● **AIM OF THE EXERCISE**:
Write out each line of the entries below that holds the word "backend".

EXERCISE DATA section start

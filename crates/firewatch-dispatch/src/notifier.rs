//! Verification request notification.
//!
//! Delivery is fire-and-forget: the protocol assumes no delivery guarantee,
//! and a verifier who never responds looks the same as one who was never
//! reached.

use firewatch_registry::{AlertId, VerifierId};
use serde::{Deserialize, Serialize};
use tokio::sync::mpsc;
use tracing::{info, warn};

/// A request for `verifier` to look at `alert`.
#[derive(Debug, Clone, Copy, PartialEq, Eq, Hash, Serialize, Deserialize)]
pub struct Notification {
    pub verifier: VerifierId,
    pub alert: AlertId,
    pub wave: u8,
}

/// Capability to notify a verifier about an alert.
pub trait Notifier: Send + Sync {
    /// Must not block.
    fn notify(&self, notification: Notification);
}

/// Writes notifications to the log only.
#[derive(Debug, Clone, Copy, Default)]
pub struct LogNotifier;

impl Notifier for LogNotifier {
    fn notify(&self, n: Notification) {
        info!("Notify {} about alert {} (wave {})", n.verifier, n.alert, n.wave);
    }
}

/// Hands notifications to a delivery task over an unbounded channel.
#[derive(Debug, Clone)]
pub struct ChannelNotifier {
    tx: mpsc::UnboundedSender<Notification>,
}

impl ChannelNotifier {
    pub fn new() -> (Self, mpsc::UnboundedReceiver<Notification>) {
        let (tx, rx) = mpsc::unbounded_channel();
        (Self { tx }, rx)
    }
}

impl Notifier for ChannelNotifier {
    fn notify(&self, n: Notification) {
        if self.tx.send(n).is_err() {
            warn!("Notification for {} dropped: delivery task gone", n.verifier);
        }
    }
}

#[cfg(test)]
mod tests {
    use super::*;

    #[tokio::test]
    async fn test_channel_notifier_delivers() {
        let (notifier, mut rx) = ChannelNotifier::new();
        let n = Notification {
            verifier: VerifierId(3),
            alert: AlertId::new(),
            wave: 1,
        };
        notifier.notify(n);
        assert_eq!(rx.recv().await, Some(n));
    }

    #[test]
    fn test_channel_notifier_survives_closed_receiver() {
        let (notifier, rx) = ChannelNotifier::new();
        drop(rx);
        notifier.notify(Notification {
            verifier: VerifierId(1),
            alert: AlertId::new(),
            wave: 2,
        });
    }
}
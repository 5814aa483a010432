//! # Multi-Alert Scenarios
//!
//! Several alerts competing for one verifier pool, and reputation carried
//! from one alert into the next.

use std::collections::HashSet;
use std::sync::Arc;

use chrono::{Duration, TimeZone, Utc};
use firewatch_core::{
    AlertOrchestrator, AlertStatus, ChannelNotifier, Components, FirewatchConfig, FirewatchError,
    GeoPoint, ManualClock, Notification, RankTier, VerificationOutcome, VoteOutcome,
};

fn orchestrator(
    config: FirewatchConfig,
    clock: Arc<ManualClock>,
) -> (AlertOrchestrator, tokio::sync::mpsc::UnboundedReceiver<Notification>) {
    let (notifier, rx) = ChannelNotifier::new();
    let components = Components::temporary()
        .unwrap()
        .with_clock(clock)
        .with_notifier(Arc::new(notifier));
    (
        AlertOrchestrator::with_components(config, components).unwrap(),
        rx,
    )
}

fn clock() -> Arc<ManualClock> {
    Arc::new(ManualClock::new(
        Utc.with_ymd_and_hms(2024, 9, 9, 17, 30, 0).unwrap(),
    ))
}

// =============================================================================
// CONTENTION
// =============================================================================

#[tokio::test(flavor = "multi_thread", worker_threads = 4)]
async fn test_concurrent_alerts_never_share_a_verifier() {
    let mut config = FirewatchConfig::default();
    config.waves.wave_timeout_secs = 1;
    let (fw, mut rx) = orchestrator(config, clock());

    for i in 0..7 {
        fw.register_verifier(format!("volunteer_{i}")).unwrap();
    }

    let mut runs = Vec::new();
    for i in 0..3 {
        let alert = fw
            .open_alert(GeoPoint::new(38.0 + i as f64, -120.0), Some(i))
            .unwrap();
        runs.push(fw.spawn_detection_result(alert.id, 0.9, vec![]));
    }
    for run in runs {
        assert!(run.await.unwrap().unwrap().is_inconclusive());
    }

    let mut seen = HashSet::new();
    while let Ok(n) = rx.try_recv() {
        assert!(seen.insert(n.verifier), "{} was booked twice", n.verifier);
    }
    assert_eq!(seen.len(), 7);

    for v in fw.verifiers().unwrap() {
        assert!(v.available);
    }
}

#[tokio::test(flavor = "multi_thread", worker_threads = 4)]
async fn test_simultaneous_votes_resolve_alert_once() {
    let (fw, mut rx) = orchestrator(FirewatchConfig::default(), clock());
    for i in 0..5 {
        fw.register_verifier(format!("spotter_{i}")).unwrap();
    }

    let alert = fw.open_alert(GeoPoint::new(40.1, -122.3), Some(8)).unwrap();
    let run = fw.spawn_detection_result(alert.id, 0.95, vec![]);
    let mut asked = Vec::new();
    for _ in 0..5 {
        asked.push(rx.recv().await.unwrap().verifier);
    }

    let votes: Vec<_> = asked
        .iter()
        .enumerate()
        .map(|(i, &verifier)| {
            let fw = fw.clone();
            tokio::spawn(async move { fw.submit_vote(alert.id, verifier, i % 2 == 0).await })
        })
        .collect();

    let mut accepted = Vec::new();
    let mut closed = 0;
    for vote in votes {
        match vote.await.unwrap() {
            Ok(receipt) => accepted.push(receipt),
            Err(FirewatchError::AlertClosed(id)) => {
                assert_eq!(id, alert.id);
                closed += 1;
            }
            Err(e) => panic!("unexpected rejection: {e}"),
        }
    }

    assert_eq!(accepted.len(), 3);
    assert_eq!(closed, 2);
    let deciding: Vec<_> = accepted.iter().filter(|r| r.resolved_alert()).collect();
    assert_eq!(deciding.len(), 1);
    let status = deciding[0].alert_status;

    let yes = accepted.iter().filter(|r| r.outcome == VoteOutcome::Yes).count() as u32;
    let no = accepted.len() as u32 - yes;
    let expected = if yes >= 2 {
        AlertStatus::Confirmed
    } else {
        AlertStatus::FalseAlarm
    };
    assert_eq!(status, expected);

    let stored = fw.alert(alert.id).unwrap();
    assert_eq!(stored.status, status);
    assert_eq!((stored.yes_count, stored.no_count), (yes, no));

    match run.await.unwrap().unwrap() {
        VerificationOutcome::Resolved {
            status: resolved,
            tally,
            waves_run,
        } => {
            assert_eq!(resolved, status);
            assert_eq!((tally.yes, tally.no), (yes, no));
            assert_eq!((tally.outstanding, tally.expired), (0, 2));
            assert_eq!(waves_run, 1);
        }
        other => panic!("expected a resolved alert, got {other:?}"),
    }

    for &verifier in &asked {
        let err = fw.submit_vote(alert.id, verifier, true).await.unwrap_err();
        assert!(matches!(err, FirewatchError::AlertClosed(_)));
    }
    assert_eq!(fw.alert(alert.id).unwrap().status, status);
}

// =============================================================================
// REPUTATION
// =============================================================================

#[tokio::test(start_paused = true)]
async fn test_promotion_moves_verifier_to_ranked_wave() {
    let clock = clock();
    let (fw, mut rx) = orchestrator(FirewatchConfig::default(), clock.clone());

    let veteran = fw.pool().register_with_points("veteran", 1_985).unwrap();
    assert_eq!(veteran.rank(), RankTier::Trusted);
    fw.register_verifier("a").unwrap();
    fw.register_verifier("b").unwrap();

    // Alert one: everyone answers at once and confirms.
    let first = fw.open_alert(GeoPoint::new(39.1, -121.0), None).unwrap();
    let run = fw.spawn_detection_result(first.id, 0.8, vec![]);
    let mut asked = Vec::new();
    for _ in 0..3 {
        asked.push(rx.recv().await.unwrap().verifier);
    }
    for id in &asked {
        fw.submit_vote(first.id, *id, true).await.unwrap();
    }
    assert_eq!(run.await.unwrap().unwrap().status(), AlertStatus::Confirmed);

    let promoted = fw.verifier(veteran.id).unwrap();
    assert_eq!(promoted.points(), 1_985 + 40);
    assert_eq!(promoted.rank(), RankTier::Expert);
    assert_eq!(promoted.completed_votes, 1);

    // Alert two, after the cooldown: the veteran now skips the general waves.
    clock.advance(Duration::minutes(11));
    let second = fw.open_alert(GeoPoint::new(39.2, -121.1), None).unwrap();
    let run = fw.spawn_detection_result(second.id, 0.8, vec![]);

    let mut wave_one = Vec::new();
    for _ in 0..2 {
        wave_one.push(rx.recv().await.unwrap());
    }
    assert!(wave_one.iter().all(|n| n.wave == 1 && n.verifier != veteran.id));

    let ranked = rx.recv().await.unwrap();
    assert_eq!(ranked.wave, 3);
    assert_eq!(ranked.verifier, veteran.id);

    let receipt = fw.submit_vote(second.id, veteran.id, false).await.unwrap();
    assert_eq!(receipt.points_awarded, 20 + 30);
    assert!(run.await.unwrap().unwrap().is_inconclusive());

    let board = fw.leaderboard(1).unwrap();
    assert_eq!(board[0].id, veteran.id);
}
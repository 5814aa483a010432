//! Reputation scoring for completed votes.
//!
//! A vote earns a base award (higher for ranked tiers) plus a speed bonus
//! of one point per second answered inside the speed window:
//!
//! ```text
//! points = floor(base(rank) + max(0, window - latency_secs))
//! ```
//!
//! Latency keeps its fractional part; only the total is truncated, so a
//! vote at 29.9 s earns `floor(10.1)` and not a rounded-up bonus.

use firewatch_registry::{RankTier, Result, Verifier, VerifierId, VerifierPool};
use serde::{Deserialize, Serialize};
use tracing::debug;

/// Scoring parameters and the update applied to a verifier's record.
#[derive(Debug, Clone, Serialize, Deserialize)]
pub struct ReputationScorer {
    base_points: u64,
    ranked_base_points: u64,
    speed_window_secs: u64,
    ranked_tiers: Vec<RankTier>,
}

impl Default for ReputationScorer {
    fn default() -> Self {
        Self::new()
    }
}

impl ReputationScorer {
    /// 10 base points, 20 for expert/master, 30 second speed window.
    pub fn new() -> Self {
        Self {
            base_points: 10,
            ranked_base_points: 20,
            speed_window_secs: 30,
            ranked_tiers: vec![RankTier::Expert, RankTier::Master],
        }
    }

    pub fn with_base_points(mut self, base: u64, ranked: u64) -> Self {
        self.base_points = base;
        self.ranked_base_points = ranked;
        self
    }

    pub fn with_speed_window(mut self, secs: u64) -> Self {
        self.speed_window_secs = secs;
        self
    }

    pub fn with_ranked_tiers(mut self, tiers: Vec<RankTier>) -> Self {
        self.ranked_tiers = tiers;
        self
    }

    pub fn is_ranked(&self, tier: RankTier) -> bool {
        self.ranked_tiers.contains(&tier)
    }

    pub fn speed_bonus(&self, latency_secs: f64) -> f64 {
        (self.speed_window_secs as f64 - latency_secs).max(0.0)
    }

    /// Points earned by `verifier` for a vote cast after `latency_secs`.
    ///
    /// Uses the verifier's tier at the time of the vote.
    pub fn score(&self, verifier: &Verifier, latency_secs: f64) -> u64 {
        let base = if self.is_ranked(verifier.rank()) {
            self.ranked_base_points
        } else {
            self.base_points
        };
        (base as f64 + self.speed_bonus(latency_secs)).floor() as u64
    }

    /// Credits an award: adds the points, recomputes the tier and folds the
    /// latency into the running response-time mean.
    pub fn apply(
        &self,
        pool: &VerifierPool,
        verifier: VerifierId,
        points: u64,
        latency_secs: f64,
    ) -> Result<Verifier> {
        let before = pool.get(verifier)?.rank();
        let updated = pool.update(verifier, |v| {
            v.add_points(points);
            v.record_response(latency_secs);
        })?;
        if updated.rank() != before {
            debug!("{} promoted {} -> {}", verifier, before, updated.rank());
        }
        Ok(updated)
    }
}
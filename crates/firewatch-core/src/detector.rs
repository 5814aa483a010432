//! Detection backend capability.
//!
//! The model itself is a black box. The core only needs the boxes it
//! found and how confident it was about each.

use firewatch_registry::BoundingBox;
use serde::{Deserialize, Serialize};
use thiserror::Error;

/// One region the detector flagged as fire or smoke.
#[derive(Debug, Clone, Copy, PartialEq, Serialize, Deserialize)]
pub struct Detection {
    pub bbox: BoundingBox,
    /// In `[0.0, 1.0]`.
    pub confidence: f64,
}

impl Detection {
    pub fn new(bbox: BoundingBox, confidence: f64) -> Self {
        Self { bbox, confidence }
    }
}

/// Failure reported by a detection backend.
#[derive(Debug, Clone, Error)]
#[error("{0}")]
pub struct DetectorError(pub String);

/// Runs fire detection on an encoded image.
///
/// Implementations may block; the orchestrator calls them off the async
/// executor.
pub trait Detector: Send + Sync {
    fn detect(&self, image: &[u8]) -> std::result::Result<Vec<Detection>, DetectorError>;
}

/// Highest confidence among `detections`, `None` when nothing was found.
pub fn max_confidence(detections: &[Detection]) -> Option<f64> {
    detections
        .iter()
        .map(|d| d.confidence)
        .fold(None, |best, c| Some(best.map_or(c, |b: f64| b.max(c))))
}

EXERCISE DATA section end

● **SOLUTION FOR THIS EXERCISE**:
//! Detection backend capability.
/// Failure reported by a detection backend.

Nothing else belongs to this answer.